TASK GOAL ::
Across the entries below, work out how many lines contain "cents". Respond with the number and no other text.

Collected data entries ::
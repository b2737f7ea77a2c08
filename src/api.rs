// REST API - Axum router over the entry store and the aggregator
// Only compiled with the `server` feature

use crate::aggregator::{aggregate, total_for_kind, AggregatedPeriodPoint, DateWindow, PeriodTotals, TimeRange};
use crate::db;
use crate::entry::{EntryDraft, EntryKind, FinancialEntry, KindFilter};
use crate::parser::{parse_date, RecordError};
use axum::{
    extract::{rejection::JsonRejection, Path, Query, State},
    http::StatusCode,
    response::{IntoResponse, Json, Response},
    routing::{get, put},
    Router,
};
use chrono::{Local, NaiveDate};
use rusqlite::Connection;
use serde::{Deserialize, Serialize};
use std::sync::{Arc, Mutex, MutexGuard};
use tower_http::cors::CorsLayer;
use tower_http::trace::TraceLayer;
use tracing::{error, info};

/// Shared application state
#[derive(Clone)]
pub struct AppState {
    pub db: Arc<Mutex<Connection>>,
    pub default_range: TimeRange,
}

impl AppState {
    pub fn new(conn: Connection, default_range: TimeRange) -> Self {
        Self {
            db: Arc::new(Mutex::new(conn)),
            default_range,
        }
    }

    fn conn(&self) -> Result<MutexGuard<'_, Connection>, ApiError> {
        self.db
            .lock()
            .map_err(|_| ApiError::internal_message("database lock poisoned"))
    }
}

/// API Response wrapper
#[derive(Debug, Serialize, Deserialize)]
pub struct ApiResponse<T> {
    pub success: bool,
    #[serde(skip_serializing_if = "Option::is_none")]
    pub data: Option<T>,
    #[serde(skip_serializing_if = "Option::is_none")]
    pub error: Option<String>,
}

impl<T> ApiResponse<T> {
    fn ok(data: T) -> Self {
        Self {
            success: true,
            data: Some(data),
            error: None,
        }
    }

    fn err(message: String) -> Self {
        Self {
            success: false,
            data: None,
            error: Some(message),
        }
    }
}

#[derive(Debug)]
pub struct ApiError {
    status: StatusCode,
    message: String,
}

impl ApiError {
    fn bad_request(message: impl Into<String>) -> Self {
        Self {
            status: StatusCode::BAD_REQUEST,
            message: message.into(),
        }
    }

    fn not_found(message: impl Into<String>) -> Self {
        Self {
            status: StatusCode::NOT_FOUND,
            message: message.into(),
        }
    }

    fn internal_message(message: impl Into<String>) -> Self {
        Self {
            status: StatusCode::INTERNAL_SERVER_ERROR,
            message: message.into(),
        }
    }
}

impl From<anyhow::Error> for ApiError {
    fn from(err: anyhow::Error) -> Self {
        if let Some(record_err) = err.downcast_ref::<RecordError>() {
            return ApiError::bad_request(record_err.to_string());
        }
        error!("request failed: {:#}", err);
        ApiError::internal_message("internal error")
    }
}

impl From<JsonRejection> for ApiError {
    fn from(rejection: JsonRejection) -> Self {
        ApiError::bad_request(rejection.body_text())
    }
}

impl IntoResponse for ApiError {
    fn into_response(self) -> Response {
        (self.status, Json(ApiResponse::<()>::err(self.message))).into_response()
    }
}

type ApiResult<T> = Result<Json<ApiResponse<T>>, ApiError>;

// ============================================================================
// Query parameters and responses
// ============================================================================

#[derive(Debug, Deserialize)]
pub struct ListQuery {
    pub kind: Option<String>,
}

#[derive(Debug, Deserialize)]
pub struct WindowQuery {
    pub range: Option<String>,
    pub end: Option<String>,
}

impl WindowQuery {
    fn resolve(&self, default_range: TimeRange) -> Result<(TimeRange, DateWindow), ApiError> {
        let range = match &self.range {
            Some(r) => r.parse::<TimeRange>().map_err(ApiError::bad_request)?,
            None => default_range,
        };
        let end: NaiveDate = match &self.end {
            Some(e) => parse_date(e).map_err(|err| ApiError::bad_request(err.to_string()))?,
            None => Local::now().date_naive(),
        };
        Ok((range, range.window(end)))
    }
}

#[derive(Debug, Serialize, Deserialize)]
pub struct SummaryResponse {
    pub range: TimeRange,
    pub window: DateWindow,
    pub totals: PeriodTotals,
    pub all_time_income: f64,
    pub entry_count: i64,
}

// ============================================================================
// API Handlers
// ============================================================================

/// GET /api/health - Health check
async fn health_check() -> impl IntoResponse {
    Json(ApiResponse::ok("OK"))
}

/// GET /api/owners/:owner/entries?kind= - Listing table, newest first
async fn get_entries(
    State(state): State<AppState>,
    Path(owner): Path<String>,
    Query(query): Query<ListQuery>,
) -> ApiResult<Vec<FinancialEntry>> {
    let filter = match query.kind.as_deref() {
        Some(kind) => kind.parse::<KindFilter>().map_err(ApiError::bad_request)?,
        None => KindFilter::All,
    };

    let conn = state.conn()?;
    let entries = db::list_entries(&conn, &owner, filter)?;
    Ok(Json(ApiResponse::ok(entries)))
}

/// POST /api/owners/:owner/entries - Record a new entry
async fn post_entry(
    State(state): State<AppState>,
    Path(owner): Path<String>,
    body: Result<Json<EntryDraft>, JsonRejection>,
) -> Result<(StatusCode, Json<ApiResponse<FinancialEntry>>), ApiError> {
    info!(owner = %owner, "POST entry");
    let Json(draft) = body?;
    let conn = state.conn()?;
    let entry = db::insert_entry(&conn, &owner, &draft)?;
    Ok((StatusCode::CREATED, Json(ApiResponse::ok(entry))))
}

/// PUT /api/owners/:owner/entries/:id - Edit an entry
async fn put_entry(
    State(state): State<AppState>,
    Path((owner, id)): Path<(String, String)>,
    body: Result<Json<EntryDraft>, JsonRejection>,
) -> ApiResult<FinancialEntry> {
    let Json(draft) = body?;
    let conn = state.conn()?;
    if !db::update_entry(&conn, &owner, &id, &draft)? {
        return Err(ApiError::not_found(format!("entry {} not found", id)));
    }
    let entry = db::get_entry(&conn, &owner, &id)?;
    Ok(Json(ApiResponse::ok(entry)))
}

/// DELETE /api/owners/:owner/entries/:id - Remove an entry
async fn remove_entry(
    State(state): State<AppState>,
    Path((owner, id)): Path<(String, String)>,
) -> ApiResult<String> {
    let conn = state.conn()?;
    if !db::delete_entry(&conn, &owner, &id)? {
        return Err(ApiError::not_found(format!("entry {} not found", id)));
    }
    Ok(Json(ApiResponse::ok(id)))
}

/// GET /api/owners/:owner/series?range=&end= - Gap-filled daily series
async fn get_series(
    State(state): State<AppState>,
    Path(owner): Path<String>,
    Query(query): Query<WindowQuery>,
) -> ApiResult<Vec<AggregatedPeriodPoint>> {
    let (_, window) = query.resolve(state.default_range)?;

    let conn = state.conn()?;
    let entries = db::entries_between(&conn, &owner, window.start, window.end)?;
    Ok(Json(ApiResponse::ok(aggregate(&entries, window.start, window.end))))
}

/// GET /api/owners/:owner/summary?range=&end= - Window totals and all-time income
async fn get_summary(
    State(state): State<AppState>,
    Path(owner): Path<String>,
    Query(query): Query<WindowQuery>,
) -> ApiResult<SummaryResponse> {
    let (range, window) = query.resolve(state.default_range)?;

    let conn = state.conn()?;
    let in_window = db::entries_between(&conn, &owner, window.start, window.end)?;
    let points = aggregate(&in_window, window.start, window.end);
    let income = db::list_entries(&conn, &owner, KindFilter::Only(EntryKind::Income))?;

    Ok(Json(ApiResponse::ok(SummaryResponse {
        range,
        window,
        totals: PeriodTotals::from_points(&points),
        all_time_income: total_for_kind(&income, EntryKind::Income),
        entry_count: db::count_entries(&conn, &owner)?,
    })))
}

// ============================================================================
// Router
// ============================================================================

pub fn router(state: AppState) -> Router {
    let api_routes = Router::new()
        .route("/health", get(health_check))
        .route("/owners/:owner/entries", get(get_entries).post(post_entry))
        .route("/owners/:owner/entries/:id", put(put_entry).delete(remove_entry))
        .route("/owners/:owner/series", get(get_series))
        .route("/owners/:owner/summary", get(get_summary))
        .with_state(state);

    Router::new()
        .nest("/api", api_routes)
        .layer(CorsLayer::permissive())
        .layer(TraceLayer::new_for_http())
}
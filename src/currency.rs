// BRL display formatting (pt-BR grouping)

/// Format an amount as Brazilian Real, e.g. `R$ 1.234,56`.
///
/// Negative values get a leading `-`. Non-finite values render as `R$ -`.
pub fn format_brl(value: f64) -> String {
    if !value.is_finite() {
        return "R$ -".to_string();
    }

    let cents = (value.abs() * 100.0).round() as u64;
    let units = cents / 100;
    let fraction = cents % 100;

    let digits = units.to_string();
    let mut grouped = String::with_capacity(digits.len() + digits.len() / 3);
    for (i, ch) in digits.chars().enumerate() {
        if i > 0 && (digits.len() - i) % 3 == 0 {
            grouped.push('.');
        }
        grouped.push(ch);
    }

    let sign = if value < 0.0 && cents > 0 { "-" } else { "" };
    format!("{}R$ {},{:02}", sign, grouped, fraction)
}

#[cfg(test)]
mod tests {
    use super::*;

    #[test]
    fn test_format_brl() {
        assert_eq!(format_brl(0.0), "R$ 0,00");
        assert_eq!(format_brl(12.5), "R$ 12,50");
        assert_eq!(format_brl(1234.56), "R$ 1.234,56");
        assert_eq!(format_brl(1_000_000.0), "R$ 1.000.000,00");
        assert_eq!(format_brl(999.999), "R$ 1.000,00");
    }

    #[test]
    fn test_format_brl_negative_and_invalid() {
        assert_eq!(format_brl(-40.0), "-R$ 40,00");
        assert_eq!(format_brl(-0.001), "R$ 0,00");
        assert_eq!(format_brl(f64::NAN), "R$ -");
    }
}
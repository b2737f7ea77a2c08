// Entry Model - daily financial entries ("lançamentos")
// Strictly typed shapes handed to the aggregator and the store

use crate::parser::RecordError;
use chrono::NaiveDate;
use serde::{Deserialize, Serialize};
use std::fmt;
use std::str::FromStr;

// ============================================================================
// ENTRY KIND
// ============================================================================

/// Income ("receita") or expense ("despesa"). Mutually exclusive.
#[derive(Debug, Clone, Copy, PartialEq, Eq, Hash, Serialize, Deserialize)]
#[serde(rename_all = "lowercase")]
pub enum EntryKind {
    #[serde(alias = "receita")]
    Income,
    #[serde(alias = "despesa")]
    Expense,
}

impl EntryKind {
    /// Parse a kind label, accepting the store's Portuguese labels too.
    pub fn from_label(label: &str) -> Option<EntryKind> {
        match label.trim().to_lowercase().as_str() {
            "income" | "receita" => Some(EntryKind::Income),
            "expense" | "despesa" => Some(EntryKind::Expense),
            _ => None,
        }
    }

    pub fn as_str(&self) -> &'static str {
        match self {
            EntryKind::Income => "income",
            EntryKind::Expense => "expense",
        }
    }
}

impl fmt::Display for EntryKind {
    fn fmt(&self, f: &mut fmt::Formatter<'_>) -> fmt::Result {
        f.write_str(self.as_str())
    }
}

// ============================================================================
// FINANCIAL ENTRY
// ============================================================================

/// One recorded transaction of a single owner on a calendar day.
///
/// `amount` is in currency units (BRL), not minor units. Entries built by
/// `parser::parse_record` always carry a finite, non-negative amount.
#[derive(Debug, Clone, PartialEq, Serialize, Deserialize)]
pub struct FinancialEntry {
    pub id: String,
    pub owner_id: String,
    pub date: NaiveDate,
    pub amount: f64,
    pub kind: EntryKind,
    #[serde(default)]
    pub description: String,
    #[serde(default)]
    pub category: String,
    #[serde(default)]
    pub notes: String,
}

impl FinancialEntry {
    /// Build a new entry with a fresh UUID from user-supplied fields
    pub fn from_draft(owner_id: &str, draft: &EntryDraft) -> Self {
        FinancialEntry {
            id: uuid::Uuid::new_v4().to_string(),
            owner_id: owner_id.to_string(),
            date: draft.date,
            amount: draft.amount,
            kind: draft.kind,
            description: draft.description.clone(),
            category: draft.category.clone(),
            notes: draft.notes.clone(),
        }
    }

    /// Amount usable in a sum: finite and non-negative
    pub fn usable_amount(&self) -> Option<f64> {
        if self.amount.is_finite() && self.amount >= 0.0 {
            Some(self.amount)
        } else {
            None
        }
    }
}

// ============================================================================
// ENTRY DRAFT
// ============================================================================

/// The editable fields of an entry, used for inserts and updates.
#[derive(Debug, Clone, PartialEq, Serialize, Deserialize)]
pub struct EntryDraft {
    pub date: NaiveDate,
    pub amount: f64,
    pub kind: EntryKind,
    #[serde(default)]
    pub description: String,
    #[serde(default)]
    pub category: String,
    #[serde(default)]
    pub notes: String,
}

impl EntryDraft {
    pub fn validate(&self) -> Result<(), RecordError> {
        if !self.amount.is_finite() {
            return Err(RecordError::InvalidAmount(self.amount.to_string()));
        }
        if self.amount < 0.0 {
            return Err(RecordError::NegativeAmount(self.amount));
        }
        Ok(())
    }
}

// ============================================================================
// LISTING FILTER
// ============================================================================

/// Filter for the entries table: everything, or one kind only.
#[derive(Debug, Clone, Copy, PartialEq, Eq, Default)]
pub enum KindFilter {
    #[default]
    All,
    Only(EntryKind),
}

impl KindFilter {
    pub fn matches(&self, kind: EntryKind) -> bool {
        match self {
            KindFilter::All => true,
            KindFilter::Only(k) => *k == kind,
        }
    }
}

impl FromStr for KindFilter {
    type Err = String;

    fn from_str(s: &str) -> Result<Self, Self::Err> {
        if s.trim().eq_ignore_ascii_case("all") {
            return Ok(KindFilter::All);
        }
        EntryKind::from_label(s)
            .map(KindFilter::Only)
            .ok_or_else(|| format!("unknown kind filter '{}' (expected all, income or expense)", s))
    }
}

#[cfg(test)]
mod tests {
    use super::*;

    fn draft(amount: f64) -> EntryDraft {
        EntryDraft {
            date: NaiveDate::from_ymd_opt(2024, 1, 1).unwrap(),
            amount,
            kind: EntryKind::Income,
            description: "Venda".to_string(),
            category: "vendas".to_string(),
            notes: String::new(),
        }
    }

    #[test]
    fn test_kind_labels() {
        assert_eq!(EntryKind::from_label("receita"), Some(EntryKind::Income));
        assert_eq!(EntryKind::from_label(" Despesa "), Some(EntryKind::Expense));
        assert_eq!(EntryKind::from_label("EXPENSE"), Some(EntryKind::Expense));
        assert_eq!(EntryKind::from_label("transfer"), None);
    }

    #[test]
    fn test_kind_serde_accepts_store_labels() {
        let kind: EntryKind = serde_json::from_str("\"despesa\"").unwrap();
        assert_eq!(kind, EntryKind::Expense);
        assert_eq!(serde_json::to_string(&EntryKind::Income).unwrap(), "\"income\"");
    }

    #[test]
    fn test_draft_validation() {
        assert!(draft(10.5).validate().is_ok());
        assert!(draft(0.0).validate().is_ok());
        assert!(matches!(draft(-1.0).validate(), Err(RecordError::NegativeAmount(_))));
        assert!(matches!(draft(f64::NAN).validate(), Err(RecordError::InvalidAmount(_))));
        assert!(draft(f64::INFINITY).validate().is_err());
    }

    #[test]
    fn test_from_draft_assigns_identity() {
        let d = draft(25.0);
        let a = FinancialEntry::from_draft("user-1", &d);
        let b = FinancialEntry::from_draft("user-1", &d);

        assert_eq!(a.owner_id, "user-1");
        assert_eq!(a.amount, 25.0);
        assert_ne!(a.id, b.id, "each entry gets its own id");
    }

    #[test]
    fn test_kind_filter() {
        assert_eq!("all".parse::<KindFilter>().unwrap(), KindFilter::All);
        assert_eq!(
            "receita".parse::<KindFilter>().unwrap(),
            KindFilter::Only(EntryKind::Income)
        );
        assert!("whatever".parse::<KindFilter>().is_err());

        assert!(KindFilter::All.matches(EntryKind::Expense));
        assert!(!KindFilter::Only(EntryKind::Income).matches(EntryKind::Expense));
    }
}
//! Construction-time configuration for a [`crate::Pot`].

use std::fmt;
use std::str::FromStr;

use serde::{Deserialize, Serialize};

use crate::error::ConfigError;

/// How savages are admitted to the pot.
#[derive(Debug, Clone, Copy, Default, PartialEq, Eq, Hash, Serialize, Deserialize)]
#[serde(rename_all = "kebab-case")]
pub enum Policy {
    /// Whoever wakes first after a refill gets the next serving.
    #[default]
    Unordered,
    /// Strict round robin over savage ids, tracked by a turn ticket.
    TurnOrdered,
}

impl Policy {
    pub fn as_str(&self) -> &'static str {
        match self {
            Self::Unordered => "unordered",
            Self::TurnOrdered => "turn-ordered",
        }
    }
}

impl fmt::Display for Policy {
    fn fmt(&self, f: &mut fmt::Formatter<'_>) -> fmt::Result {
        f.write_str(self.as_str())
    }
}

impl FromStr for Policy {
    type Err = ConfigError;

    fn from_str(s: &str) -> Result<Self, Self::Err> {
        match s {
            "unordered" => Ok(Self::Unordered),
            "turn-ordered" | "turn_ordered" | "round-robin" => Ok(Self::TurnOrdered),
            other => Err(ConfigError::UnknownPolicy(other.to_string())),
        }
    }
}

/// Pot configuration.
///
/// Defaults mirror the classic dinner: a pot of 5 servings and 8 savages
/// sharing it without any ordering.
#[derive(Debug, Clone, PartialEq, Eq, Serialize, Deserialize)]
#[serde(default)]
pub struct PotConfig {
    /// Servings the pot holds when full.
    pub capacity: usize,
    /// Number of savages seated at the pot.
    pub consumers: usize,
    pub policy: Policy,
    /// Total servings after which a turn-ordered pot closes.
    #[serde(skip_serializing_if = "Option::is_none")]
    pub service_limit: Option<u64>,
}

impl Default for PotConfig {
    fn default() -> Self {
        Self {
            capacity: 5,
            consumers: 8,
            policy: Policy::Unordered,
            service_limit: None,
        }
    }
}

impl PotConfig {
    pub fn new(capacity: usize, consumers: usize) -> Self {
        Self {
            capacity,
            consumers,
            ..Self::default()
        }
    }

    pub fn with_policy(mut self, policy: Policy) -> Self {
        self.policy = policy;
        self
    }

    pub fn with_service_limit(mut self, limit: u64) -> Self {
        self.service_limit = Some(limit);
        self
    }

    /// Reject configurations that could never run.
    pub fn validate(&self) -> Result<(), ConfigError> {
        if self.capacity == 0 {
            return Err(ConfigError::ZeroCapacity);
        }
        if self.consumers == 0 {
            return Err(ConfigError::NoConsumers);
        }
        match (self.service_limit, self.policy) {
            (Some(0), _) => Err(ConfigError::ZeroServiceLimit),
            (Some(_), Policy::Unordered) => Err(ConfigError::LimitWithoutTurns),
            _ => Ok(()),
        }
    }
}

ANSWER TO THE PROBLEM ::
4